[Collected data]
>>
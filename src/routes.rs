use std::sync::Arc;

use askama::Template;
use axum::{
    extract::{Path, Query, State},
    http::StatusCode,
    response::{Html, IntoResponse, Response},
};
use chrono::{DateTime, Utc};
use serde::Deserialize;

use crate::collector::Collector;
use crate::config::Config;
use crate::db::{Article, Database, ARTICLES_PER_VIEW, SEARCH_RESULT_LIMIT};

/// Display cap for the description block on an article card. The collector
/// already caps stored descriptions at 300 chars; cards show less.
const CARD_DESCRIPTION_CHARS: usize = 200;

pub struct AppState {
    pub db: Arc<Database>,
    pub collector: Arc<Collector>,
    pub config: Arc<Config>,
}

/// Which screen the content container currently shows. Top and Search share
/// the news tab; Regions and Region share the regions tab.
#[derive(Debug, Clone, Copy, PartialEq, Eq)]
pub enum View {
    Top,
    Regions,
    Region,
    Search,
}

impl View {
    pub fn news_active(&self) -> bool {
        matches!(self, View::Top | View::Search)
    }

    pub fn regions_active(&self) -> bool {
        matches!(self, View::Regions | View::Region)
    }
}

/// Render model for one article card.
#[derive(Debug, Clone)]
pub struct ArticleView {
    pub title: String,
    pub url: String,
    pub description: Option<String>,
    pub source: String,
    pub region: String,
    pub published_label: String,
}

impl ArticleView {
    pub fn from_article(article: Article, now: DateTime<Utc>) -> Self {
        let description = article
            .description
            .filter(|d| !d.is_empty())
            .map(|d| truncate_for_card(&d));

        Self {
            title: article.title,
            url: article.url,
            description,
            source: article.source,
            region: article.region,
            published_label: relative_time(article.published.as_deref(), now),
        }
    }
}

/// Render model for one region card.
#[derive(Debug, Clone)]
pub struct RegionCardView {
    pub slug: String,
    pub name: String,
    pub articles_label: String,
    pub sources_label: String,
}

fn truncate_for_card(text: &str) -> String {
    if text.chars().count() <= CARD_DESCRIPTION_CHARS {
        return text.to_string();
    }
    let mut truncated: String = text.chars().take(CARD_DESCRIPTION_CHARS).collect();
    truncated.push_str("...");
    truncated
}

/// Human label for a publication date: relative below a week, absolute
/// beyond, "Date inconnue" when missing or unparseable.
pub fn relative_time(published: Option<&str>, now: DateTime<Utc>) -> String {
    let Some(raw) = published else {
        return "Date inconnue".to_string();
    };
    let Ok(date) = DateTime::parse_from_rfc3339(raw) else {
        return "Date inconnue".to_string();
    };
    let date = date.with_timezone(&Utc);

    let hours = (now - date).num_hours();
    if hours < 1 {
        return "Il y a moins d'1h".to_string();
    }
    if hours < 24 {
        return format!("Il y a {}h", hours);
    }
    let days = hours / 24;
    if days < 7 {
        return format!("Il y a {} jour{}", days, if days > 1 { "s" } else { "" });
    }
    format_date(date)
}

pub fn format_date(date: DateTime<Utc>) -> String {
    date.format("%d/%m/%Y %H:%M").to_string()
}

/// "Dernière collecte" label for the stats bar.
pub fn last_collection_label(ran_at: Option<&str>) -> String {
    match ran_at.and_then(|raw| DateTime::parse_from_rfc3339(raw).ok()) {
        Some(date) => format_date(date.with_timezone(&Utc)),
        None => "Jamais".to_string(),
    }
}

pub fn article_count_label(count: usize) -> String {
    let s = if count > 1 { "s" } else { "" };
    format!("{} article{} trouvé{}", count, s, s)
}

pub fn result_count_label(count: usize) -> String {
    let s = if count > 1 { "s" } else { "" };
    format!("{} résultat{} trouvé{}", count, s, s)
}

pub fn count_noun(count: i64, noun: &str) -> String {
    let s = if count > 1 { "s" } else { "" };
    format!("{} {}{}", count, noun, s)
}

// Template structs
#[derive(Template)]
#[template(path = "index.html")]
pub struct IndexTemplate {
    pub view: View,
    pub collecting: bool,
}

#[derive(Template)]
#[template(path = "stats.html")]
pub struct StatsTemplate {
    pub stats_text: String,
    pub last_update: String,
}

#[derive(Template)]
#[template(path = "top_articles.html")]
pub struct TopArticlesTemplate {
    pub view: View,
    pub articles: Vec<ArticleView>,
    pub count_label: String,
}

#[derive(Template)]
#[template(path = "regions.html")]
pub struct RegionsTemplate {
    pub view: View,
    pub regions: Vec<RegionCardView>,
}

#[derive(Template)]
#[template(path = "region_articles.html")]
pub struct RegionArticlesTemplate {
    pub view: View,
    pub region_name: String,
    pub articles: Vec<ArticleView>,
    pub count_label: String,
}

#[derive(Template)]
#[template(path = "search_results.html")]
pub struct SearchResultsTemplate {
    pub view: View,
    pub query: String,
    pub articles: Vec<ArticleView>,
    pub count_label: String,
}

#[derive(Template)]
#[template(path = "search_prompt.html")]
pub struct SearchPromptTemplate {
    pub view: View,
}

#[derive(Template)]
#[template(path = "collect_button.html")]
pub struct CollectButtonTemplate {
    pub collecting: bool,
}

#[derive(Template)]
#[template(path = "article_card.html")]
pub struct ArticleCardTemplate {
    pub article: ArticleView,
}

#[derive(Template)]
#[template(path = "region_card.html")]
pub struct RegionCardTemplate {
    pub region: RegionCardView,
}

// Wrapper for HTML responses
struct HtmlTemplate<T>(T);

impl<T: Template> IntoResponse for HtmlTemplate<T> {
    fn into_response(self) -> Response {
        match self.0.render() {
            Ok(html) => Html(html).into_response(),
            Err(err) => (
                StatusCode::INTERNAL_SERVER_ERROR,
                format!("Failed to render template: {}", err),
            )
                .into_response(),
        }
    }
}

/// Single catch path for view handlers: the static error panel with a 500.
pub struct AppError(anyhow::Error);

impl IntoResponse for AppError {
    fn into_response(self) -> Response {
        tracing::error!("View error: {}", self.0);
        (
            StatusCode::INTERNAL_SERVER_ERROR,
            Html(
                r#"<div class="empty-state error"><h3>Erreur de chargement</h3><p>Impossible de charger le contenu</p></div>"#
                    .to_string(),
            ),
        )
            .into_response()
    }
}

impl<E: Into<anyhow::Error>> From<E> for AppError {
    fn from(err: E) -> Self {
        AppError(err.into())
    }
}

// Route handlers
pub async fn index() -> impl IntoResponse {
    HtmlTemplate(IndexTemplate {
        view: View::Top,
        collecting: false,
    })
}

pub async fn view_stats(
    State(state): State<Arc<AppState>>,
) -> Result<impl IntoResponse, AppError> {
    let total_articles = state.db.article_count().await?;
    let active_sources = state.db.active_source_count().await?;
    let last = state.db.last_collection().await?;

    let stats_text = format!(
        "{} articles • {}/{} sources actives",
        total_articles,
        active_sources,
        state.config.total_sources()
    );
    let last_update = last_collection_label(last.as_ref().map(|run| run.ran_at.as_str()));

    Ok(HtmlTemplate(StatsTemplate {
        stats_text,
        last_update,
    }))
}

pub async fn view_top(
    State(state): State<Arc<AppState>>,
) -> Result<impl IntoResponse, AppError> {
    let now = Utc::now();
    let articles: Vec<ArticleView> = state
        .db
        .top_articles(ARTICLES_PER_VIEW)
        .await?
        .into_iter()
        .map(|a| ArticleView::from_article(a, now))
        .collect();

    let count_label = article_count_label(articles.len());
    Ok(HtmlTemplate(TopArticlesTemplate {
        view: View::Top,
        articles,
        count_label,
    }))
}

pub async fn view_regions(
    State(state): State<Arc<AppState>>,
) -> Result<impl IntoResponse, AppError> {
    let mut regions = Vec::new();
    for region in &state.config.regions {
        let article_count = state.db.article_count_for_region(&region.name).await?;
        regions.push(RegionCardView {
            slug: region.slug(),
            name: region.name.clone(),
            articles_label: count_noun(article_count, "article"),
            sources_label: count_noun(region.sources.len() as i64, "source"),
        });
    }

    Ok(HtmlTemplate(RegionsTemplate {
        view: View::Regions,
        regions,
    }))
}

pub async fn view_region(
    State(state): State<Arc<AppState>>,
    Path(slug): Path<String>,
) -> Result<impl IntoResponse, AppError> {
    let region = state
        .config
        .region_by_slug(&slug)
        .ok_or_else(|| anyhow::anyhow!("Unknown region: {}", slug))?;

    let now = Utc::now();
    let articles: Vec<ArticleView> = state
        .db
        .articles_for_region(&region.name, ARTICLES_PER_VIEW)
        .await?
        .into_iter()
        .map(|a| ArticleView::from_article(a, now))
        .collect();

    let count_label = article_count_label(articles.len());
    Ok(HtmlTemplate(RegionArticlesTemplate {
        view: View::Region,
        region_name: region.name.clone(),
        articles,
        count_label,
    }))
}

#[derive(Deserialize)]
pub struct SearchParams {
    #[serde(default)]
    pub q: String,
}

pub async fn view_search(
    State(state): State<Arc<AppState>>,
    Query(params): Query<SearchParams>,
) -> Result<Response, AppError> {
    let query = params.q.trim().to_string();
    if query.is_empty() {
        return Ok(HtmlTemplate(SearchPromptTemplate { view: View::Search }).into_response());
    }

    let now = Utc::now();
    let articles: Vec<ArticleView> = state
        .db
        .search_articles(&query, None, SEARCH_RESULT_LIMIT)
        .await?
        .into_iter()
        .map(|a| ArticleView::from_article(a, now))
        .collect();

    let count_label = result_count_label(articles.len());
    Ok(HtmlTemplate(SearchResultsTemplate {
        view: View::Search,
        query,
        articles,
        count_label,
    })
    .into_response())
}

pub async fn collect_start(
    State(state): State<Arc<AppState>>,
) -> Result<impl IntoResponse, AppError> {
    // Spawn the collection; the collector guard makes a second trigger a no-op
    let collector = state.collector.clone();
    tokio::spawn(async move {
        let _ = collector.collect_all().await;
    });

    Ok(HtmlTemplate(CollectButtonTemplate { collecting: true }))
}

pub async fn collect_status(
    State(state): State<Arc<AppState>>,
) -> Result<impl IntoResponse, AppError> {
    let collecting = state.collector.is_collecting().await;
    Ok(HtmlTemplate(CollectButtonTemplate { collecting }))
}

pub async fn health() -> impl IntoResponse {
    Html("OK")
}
<<
TASK DESCRIPTION:
Go through the records and report each line that contains "RegionsTemplate".

SOLUTION TO THIS TASK:
pub struct RegionsTemplate {
    Ok(HtmlTemplate(RegionsTemplate {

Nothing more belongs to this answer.